Real life: I stopped being a mum martyr and it destroyed my marriage
Mums, this is a cautionary tale.
There is a time when our small children need us a little less, and it makes space in our mind to dream. If you have aspirations of grandeur, such as caring about your career once more, wanting your body to be strong and, okay, sexy, and developing other interests outside of your family, I hope you have the right partner.
I didn’t and here’s what happened.
It started with a photo
An innocent photo of me on holidays with the kids. It’s taken from the back and I’m wearing a control-your-tummy-torture-cozzie. But there is back fat, and a double chin. Flicking through the phone I stumbled across it and it made me gasp.
It shouldn’t matter, but it did to me. When had this happened? When had I stopped caring? This photo was symbolic of the woman I had become as opposed to the woman I shoved aside when I started my gorgeous, all consuming family.
She used to be confident, popular, creative, kooky, and fit. She had interests and opinions. She was f–ing cool. Now, she was hiding in uncomfortable wired swimsuits.
Then I made a choice
I stopped being a martyr and telling myself I couldn’t. I worked hard, carved out space for myself and started caring again. I cared about friends I had neglected, I cared about how I looked, I wanted more from my career, which had been sailing along in an I-have-small-children-and-therefore-can’t-commit-too-much way.
I had a mini personal revolution, and it felt amazing.
I even wrote about it, urging mums everywhere to do it! Grab life by the kahunas and get back in there! Your family will be fine! They will thrive! “Happy mum, happy family”, I said.
I was wrong.
The kids were fine, but my husband was not
By all appearances he was supportive, but he would sprinkle little seeds of doubt over my new-found awesomeness. He told me he liked the old me more, and that it was fine to want to be fit, but I was becoming selfish and superficial.
I agreed. Yes! I said, isn’t it wonderful?

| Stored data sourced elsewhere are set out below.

impl TrainedAnomalyModel {
    /// Fit a model on historical cost records.
    pub fn fit(config: &AnomalyConfig, records: &[CostRecord]) -> Result<Self> {
        let rows = FeatureBuilder::new(config.features.clone()).build(records)?;
        let schema = FeatureSchema::intersect(&config.candidate_features, &rows)?;

        let matrix = schema.matrix(&rows);
        let scaler = StandardScaler::fit(&matrix)?;
        let scaled = scaler.transform(&matrix)?;

        let forest = IsolationForest::fit(
            &scaled,
            ForestParams {
                n_estimators: config.n_estimators,
                max_samples: config.max_samples,
                contamination: config.contamination,
                seed: config.seed,
            },
        )?;

        let baseline = BaselineStats::from_rows(&rows);
        let feature_names: Vec<&str> = schema.columns().iter().map(|c| c.name()).collect();
        info!(
            samples = rows.len(),
            features = %feature_names.join(", "),
            mean_cost = baseline.mean_cost,
            std_cost = baseline.std_cost,
            p95_cost = baseline.p95_cost,
            "anomaly detector trained"
        );

        Ok(Self {
            schema,
            scaler,
            forest,
            baseline,
            features: config.features.clone(),
            trained_at: Utc::now(),
        })
    }

    /// Score new records against the training fit.
    pub fn detect(&self, records: &[CostRecord]) -> Result<Vec<AnomalyResult>> {
        let rows = FeatureBuilder::new(self.features.clone()).build(records)?;
        if rows.is_empty() {
            return Ok(Vec::new());
        }

        let scaled = self.scaler.transform(&self.schema.matrix(&rows))?;
        let scores = self.forest.decision_function(&scaled)?;

        let results: Vec<AnomalyResult> = rows
            .into_iter()
            .zip(scores)
            .map(|(row, score)| {
                let is_anomaly = score < 0.0;
                let severity = self.severity(score, row.record.cost);
                let reason = self.reason(&row, is_anomaly);
                AnomalyResult {
                    row,
                    anomaly_score: score,
                    is_anomaly,
                    severity,
                    reason,
                }
            })
            .collect();

        debug!(
            rows = results.len(),
            flagged = results.iter().filter(|r| r.is_anomaly).count(),
            "anomaly detection complete"
        );
        Ok(results)
    }

    /// Score bucket plus the cost-magnitude escalation against training p95.
    pub fn severity(&self, score: f64, cost: f64) -> Severity {
        let severity = Severity::from_score(score);
        if cost > self.baseline.p95_cost * 2.0 {
            severity.escalate()
        } else {
            severity
        }
    }

    fn reason(&self, row: &FeatureRow, is_anomaly: bool) -> String {
        if !is_anomaly {
            return NORMAL_REASON.to_string();
        }

        let mut parts = Vec::new();
        if row.record.cost > self.baseline.p95_cost {
            parts.push(format!(
                "Cost ({:.2}) exceeds 95th percentile",
                row.record.cost
            ));
        }
        if row.hour < 6 || row.hour > 22 {
            parts.push("Unusual time of day".to_string());
        }
        if row.is_weekend() {
            parts.push("Weekend activity".to_string());
        }
        if row.record.provider != self.baseline.reference_provider {
            parts.push(format!("Unusual provider ({})", row.record.provider));
        }
        if row.cost_zscore.abs() > 2.0 {
            parts.push(format!(
                "Cost deviates significantly from trend (z-score: {:.2})",
                row.cost_zscore
            ));
        }

        if parts.is_empty() {
            FALLBACK_REASON.to_string()
        } else {
            parts.join("; ")
        }
    }

    /// Baseline statistics of the training set.
    pub fn baseline(&self) -> &BaselineStats {
        &self.baseline
    }

    /// Feature columns fixed at training time.
    pub fn schema(&self) -> &FeatureSchema {
        &self.schema
    }

    /// When the model was fitted.
    pub fn trained_at(&self) -> DateTime<Utc> {
        self.trained_at
    }
}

I started pole dancing lessons, but I soon learned to keep my excitement to myself. My husband didn’t approve. I started seeing my friends more, reconnecting with old friends I thought I had lost, making new friends. This was met with accusations of family neglect and suspicions of god knows what. He told me I was trying too hard, and I was hanging out with people who were too young (I had a work friend who was 10 years younger than me and who I adored), or that there were too many men in my circle of friends. I was told one night, after a huge karaoke session with a bunch of work friends, “You have a family! You ought to be ashamed of yourself!”
I wasn’t. I was happier than I had been in years.
I had finally got the balance right
After years of pretty much sole parenting my lovely kids, I was burnt out. Every aspect of my family’s life from sun up to sun down was up to me. The mental load had become too much. My husband was a great provider, but I felt like I was taken for granted. I was a 1950’s housewife, only I also had a job and no time for ‘a bex and a good lie down.’
So I was happy, I felt free, I felt like a whole new person. I felt beautiful, sexual, inspired, energetic. I was suddenly aware that life is short and I wanted to use it all well, to jump in head first. I laughed more. I think this made me a better parent and partner.
But I started to hide my triumphs and ambitions
I began to live a double life. It felt like I had grown these beautiful, bright, shiny wings. And at work, out with friends, at my writing course, in the music studio, at the gym and with the kids, I was free to have them out, sparkling in the sun. But at home with my husband, I had to hide them. I numbed them.
He became depressed. The happier I was, the sadder he was. The scales tipped further apart everyday. A black cloud descended on our house. There were arguments and hurtful words. The kids began to notice.
My husband was desperately unhappy and I was feeling nothing much at all at home. I couldn’t feel all the things I should be feeling, I had nothing left to give him. So I began to act. It was an award-winning role and I played it with aplomb. I was the good wifey at home, full of compassion and understanding, and the new me everywhere else.
It was exhausting, I was holding on by a thread, but it was working. I lost half my hair and developed psoriasis. My husband went on meds and started seeing a counsellor. We drank too much.
Then it all became too much
I couldn’t do it anymore, and neither could he. And now we are apart. I’ve never felt freer. Or sadder. But sad is better than numb.
We are at the beginning of a long, intensely difficult journey, for us and for the kids. Christmas was an emotional minefield. Selling the house with someone who won’t speak to you is a nightmare. Parenting has become a competitive sport.
But I hope one day we will be okay. We have to be. We are in each other’s lives forever.
And so, mums who have decided to grow your wings, and show them to the world, just make sure you have the right partner.
And if you don’t, f–k it and let them fly anyway.
*This article has been published anonymously due to the sensitive nature of the topic.